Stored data
+-------+

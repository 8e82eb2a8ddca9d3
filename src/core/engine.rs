use chrono::NaiveDateTime;

use super::aggregation::{self, PeriodAggregate};
use super::calculator;
use super::config::EngineConfig;
use super::document_type::DocumentType;
use super::error::{DeclarationError, Violation};
use super::numbering::SubmissionReference;
use super::period::Period;
use super::store::{DeclarationStore, LedgerStore};
use super::types::*;
use super::validation;

/// Declaration engine over a ledger and a declaration store.
///
/// Each operation reads what it needs once, computes, and writes back once.
/// The engine holds no mutable state of its own.
///
/// ```
/// use dds::core::*;
/// use rust_decimal_macros::dec;
///
/// let store = MemoryStore::new();
/// store.add_company(Company {
///     id: CompanyId(1),
///     uic: "123456789".into(),
///     vat_number: "BG123456789".into(),
///     name: "Пример ЕООД".into(),
///     active: true,
/// });
/// let period = Period::parse("202103").unwrap();
/// store.add_sales(
///     SalesEntryBuilder::new(CompanyId(1), period, SalesDocumentType::Domestic)
///         .amounts(dec!(1000), dec!(200))
///         .build()
///         .unwrap()
///         .into_entry(),
/// );
///
/// let engine = DeclarationEngine::new(&store, &store);
/// let declaration = engine.generate("123456789", "202103").unwrap();
/// assert_eq!(declaration.field(70), dec!(200));
/// assert!(engine.validate(declaration.id.unwrap()).unwrap().is_empty());
/// ```
#[derive(Debug)]
pub struct DeclarationEngine<L, D> {
    ledger: L,
    declarations: D,
    config: EngineConfig,
}

impl<L: LedgerStore, D: DeclarationStore> DeclarationEngine<L, D> {
    pub fn new(ledger: L, declarations: D) -> Self {
        Self::with_config(ledger, declarations, EngineConfig::default())
    }

    pub fn with_config(ledger: L, declarations: D, config: EngineConfig) -> Self {
        Self {
            ledger,
            declarations,
            config,
        }
    }

    pub fn config(&self) -> &EngineConfig {
        &self.config
    }

    /// Generate the declaration for the company registered under `uic` and a
    /// `YYYYMM` period.
    pub fn generate(&self, uic: &str, period: &str) -> Result<Declaration, DeclarationError> {
        let period = Period::parse(period)?;
        let company = self
            .ledger
            .company_by_uic(uic)?
            .ok_or_else(|| DeclarationError::CompanyNotFound { uic: uic.to_string() })?;
        self.generate_for(company.id, period)
    }

    /// Generate, calculate and store the declaration for (company, period).
    ///
    /// Fails with `DuplicateDeclaration` if one already exists, whether found
    /// up front or reported by the store on insert.
    pub fn generate_for(&self, company: CompanyId, period: Period) -> Result<Declaration, DeclarationError> {
        if self.ledger.company(company)?.is_none() {
            return Err(DeclarationError::CompanyIdNotFound { id: company });
        }
        if self.declarations.existing(company, period)?.is_some() {
            return Err(DeclarationError::DuplicateDeclaration { company, period });
        }

        let aggregate = aggregation::aggregate(&self.ledger, company, period, None)?;
        let mut declaration = calculator::calculate_from(company, period, &aggregate);

        let id = self.declarations.insert(declaration.clone()).map_err(|e| {
            tracing::warn!(%company, %period, error = %e, "declaration insert rejected");
            DeclarationError::from(e)
        })?;
        declaration.id = Some(id);

        tracing::info!(
            %id,
            %company,
            %period,
            payment_due = %declaration.payment_due,
            refund_due = %declaration.refund_due,
            "declaration generated"
        );
        Ok(declaration)
    }

    /// Aggregate a company's ledger for a period without creating anything.
    pub fn aggregate(
        &self,
        company: CompanyId,
        period: Period,
        filter: Option<DocumentType>,
    ) -> Result<PeriodAggregate, DeclarationError> {
        aggregation::aggregate(&self.ledger, company, period, filter)
    }

    /// Re-run aggregation and calculation on a DRAFT or CALCULATED declaration.
    pub fn recalculate(&self, id: DeclarationId) -> Result<Declaration, DeclarationError> {
        let mut declaration = self.load(id)?;
        let aggregate = aggregation::aggregate(
            &self.ledger,
            declaration.company_id,
            declaration.period,
            None,
        )?;
        declaration.apply_calculation(calculator::calculate_from(
            declaration.company_id,
            declaration.period,
            &aggregate,
        ))?;
        self.declarations.update(&declaration)?;
        tracing::info!(%id, period = %declaration.period, "declaration recalculated");
        Ok(declaration)
    }

    /// Run declaration-level validation. An empty list means no findings.
    pub fn validate(&self, id: DeclarationId) -> Result<Vec<Violation>, DeclarationError> {
        Ok(validation::validate_declaration(&self.load(id)?))
    }

    /// Submit with the current local time.
    pub fn submit(&self, id: DeclarationId) -> Result<Declaration, DeclarationError> {
        self.submit_at(id, chrono::Local::now().naive_local())
    }

    /// Submit at a given time (DRAFT or CALCULATED → SUBMITTED).
    pub fn submit_at(&self, id: DeclarationId, now: NaiveDateTime) -> Result<Declaration, DeclarationError> {
        let mut declaration = self.load(id)?;
        let reference = SubmissionReference::new(&self.config.submission_prefix, now.date(), id);
        declaration.submit(now, reference.into())?;
        self.declarations.update(&declaration)?;
        tracing::info!(
            %id,
            period = %declaration.period,
            reference = declaration.submission_reference.as_deref().unwrap_or_default(),
            deadline = %declaration.payment_deadline,
            "declaration submitted"
        );
        Ok(declaration)
    }

    /// Revert a submitted declaration to DRAFT.
    pub fn revert(&self, id: DeclarationId) -> Result<Declaration, DeclarationError> {
        let mut declaration = self.load(id)?;
        declaration.revert()?;
        self.declarations.update(&declaration)?;
        tracing::info!(%id, period = %declaration.period, "declaration reverted to draft");
        Ok(declaration)
    }

    /// Delete a DRAFT declaration.
    pub fn delete(&self, id: DeclarationId) -> Result<(), DeclarationError> {
        self.load(id)?.ensure_deletable()?;
        self.declarations.remove(id)?;
        tracing::info!(%id, "declaration deleted");
        Ok(())
    }

    /// Manually set or clear one field; the declaration becomes MANUAL.
    pub fn override_field(
        &self,
        id: DeclarationId,
        field: u8,
        value: Option<rust_decimal::Decimal>,
    ) -> Result<Declaration, DeclarationError> {
        let mut declaration = self.load(id)?;
        declaration.override_field(field, value)?;
        self.declarations.update(&declaration)?;
        tracing::info!(%id, field, "declaration field overridden");
        Ok(declaration)
    }

    pub fn declaration(&self, id: DeclarationId) -> Result<Declaration, DeclarationError> {
        self.load(id)
    }

    /// The declaration for (company, period), if one exists.
    pub fn declaration_for(
        &self,
        company: CompanyId,
        period: Period,
    ) -> Result<Option<Declaration>, DeclarationError> {
        Ok(self.declarations.existing(company, period)?)
    }

    fn load(&self, id: DeclarationId) -> Result<Declaration, DeclarationError> {
        self.declarations
            .get(id)?
            .ok_or(DeclarationError::DeclarationNotFound { id })
    }
}

#[cfg(test)]
mod tests {
    use super::*;
    use crate::core::builder::{PurchaseEntryBuilder, SalesEntryBuilder};
    use crate::core::document_type::{PurchaseDocumentType, SalesDocumentType};
    use crate::core::store::{MemoryStore, StoreError};
    use rust_decimal_macros::dec;

    const UIC: &str = "123456789";

    fn store() -> MemoryStore {
        let store = MemoryStore::new();
        store.add_company(Company {
            id: CompanyId(1),
            uic: UIC.into(),
            vat_number: "BG123456789".into(),
            name: "Тест ООД".into(),
            active: true,
        });
        store
    }

    fn period() -> Period {
        Period::parse("202403").unwrap()
    }

    #[test]
    fn unknown_company() {
        let s = store();
        let engine = DeclarationEngine::new(&s, &s);
        assert!(matches!(
            engine.generate("999999999", "202403"),
            Err(DeclarationError::CompanyNotFound { .. })
        ));
        assert!(matches!(
            engine.generate_for(CompanyId(2), period()),
            Err(DeclarationError::CompanyIdNotFound { .. })
        ));
    }

    #[test]
    fn invalid_period_aborts_before_lookup() {
        let s = store();
        let engine = DeclarationEngine::new(&s, &s);
        assert!(matches!(
            engine.generate(UIC, "203101"),
            Err(DeclarationError::InvalidPeriod { .. })
        ));
        assert_eq!(s.declaration_count(), 0);
    }

    #[test]
    fn generate_then_duplicate() {
        let s = store();
        s.add_sales(
            SalesEntryBuilder::new(CompanyId(1), period(), SalesDocumentType::Domestic)
                .amounts(dec!(1000), dec!(200))
                .build_unchecked(),
        );
        s.add_purchase(
            PurchaseEntryBuilder::new(CompanyId(1), period(), PurchaseDocumentType::Invoice)
                .amounts(dec!(250), dec!(50))
                .build_unchecked(),
        );
        let engine = DeclarationEngine::new(&s, &s);
        let first = engine.generate(UIC, "202403").unwrap();
        assert_eq!(first.field(70), dec!(150));

        assert!(matches!(
            engine.generate(UIC, "202403"),
            Err(DeclarationError::DuplicateDeclaration { .. })
        ));
        assert_eq!(engine.declaration(first.id.unwrap()).unwrap(), first);
    }

    /// Declaration store whose existence check always misses, so the
    /// insert-time conflict is what stops a second declaration.
    struct RacingStore<'a>(&'a MemoryStore);

    impl DeclarationStore for RacingStore<'_> {
        fn existing(&self, _: CompanyId, _: Period) -> Result<Option<Declaration>, StoreError> {
            Ok(None)
        }
        fn get(&self, id: DeclarationId) -> Result<Option<Declaration>, StoreError> {
            self.0.get(id)
        }
        fn insert(&self, d: Declaration) -> Result<DeclarationId, StoreError> {
            self.0.insert(d)
        }
        fn update(&self, d: &Declaration) -> Result<(), StoreError> {
            self.0.update(d)
        }
        fn remove(&self, id: DeclarationId) -> Result<Option<Declaration>, StoreError> {
            self.0.remove(id)
        }
    }

    #[test]
    fn insert_conflict_surfaces_as_duplicate() {
        let s = store();
        let engine = DeclarationEngine::new(&s, RacingStore(&s));
        engine.generate(UIC, "202403").unwrap();
        assert!(matches!(
            engine.generate(UIC, "202403"),
            Err(DeclarationError::DuplicateDeclaration { .. })
        ));
        assert_eq!(s.declaration_count(), 1);
    }

    #[test]
    fn submit_assigns_reference() {
        let s = store();
        let engine = DeclarationEngine::new(&s, &s);
        let d = engine.generate(UIC, "202403").unwrap();
        let now = chrono::NaiveDate::from_ymd_opt(2024, 4, 9)
            .unwrap()
            .and_hms_opt(12, 0, 0)
            .unwrap();
        let submitted = engine.submit_at(d.id.unwrap(), now).unwrap();
        assert_eq!(submitted.submission_reference.as_deref(), Some("NAP20240409000001"));
        assert_eq!(
            engine.declaration(d.id.unwrap()).unwrap().status,
            DeclarationStatus::Submitted
        );
    }

    #[test]
    fn delete_only_drafts() {
        let s = store();
        let engine = DeclarationEngine::new(&s, &s);
        let id = engine.generate(UIC, "202403").unwrap().id.unwrap();
        assert!(matches!(
            engine.delete(id),
            Err(DeclarationError::CannotDeleteNonDraft { .. })
        ));
        engine.submit(id).unwrap();
        engine.revert(id).unwrap();
        engine.delete(id).unwrap();
        assert!(matches!(
            engine.declaration(id),
            Err(DeclarationError::DeclarationNotFound { .. })
        ));
        assert!(engine.declaration_for(CompanyId(1), period()).unwrap().is_none());
    }

    #[test]
    fn recalculate_picks_up_new_entries() {
        let s = store();
        let engine = DeclarationEngine::new(&s, &s);
        let id = engine.generate(UIC, "202403").unwrap().id.unwrap();
        s.add_purchase(
            PurchaseEntryBuilder::new(CompanyId(1), period(), PurchaseDocumentType::Invoice)
                .amounts(dec!(100), dec!(20))
                .build_unchecked(),
        );
        let d = engine.recalculate(id).unwrap();
        assert_eq!(d.field(71), dec!(20));
        assert_eq!(d.refund_due, dec!(20));
    }

    #[test]
    fn override_marks_manual() {
        let s = store();
        let engine = DeclarationEngine::new(&s, &s);
        let id = engine.generate(UIC, "202403").unwrap().id.unwrap();
        let d = engine.override_field(id, 71, None).unwrap();
        assert_eq!(d.calculation_method, CalculationMethod::Manual);
        assert_eq!(d.fields.get(71), None);
        assert!(matches!(
            engine.override_field(id, 90, Some(dec!(1))),
            Err(DeclarationError::UnknownField { field: 90, .. })
        ));
    }
}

+-------+

* [Exercise description]
When a line of the entries contains the word "what", it counts toward the total; reply with that total alone.

* [Answer section]
2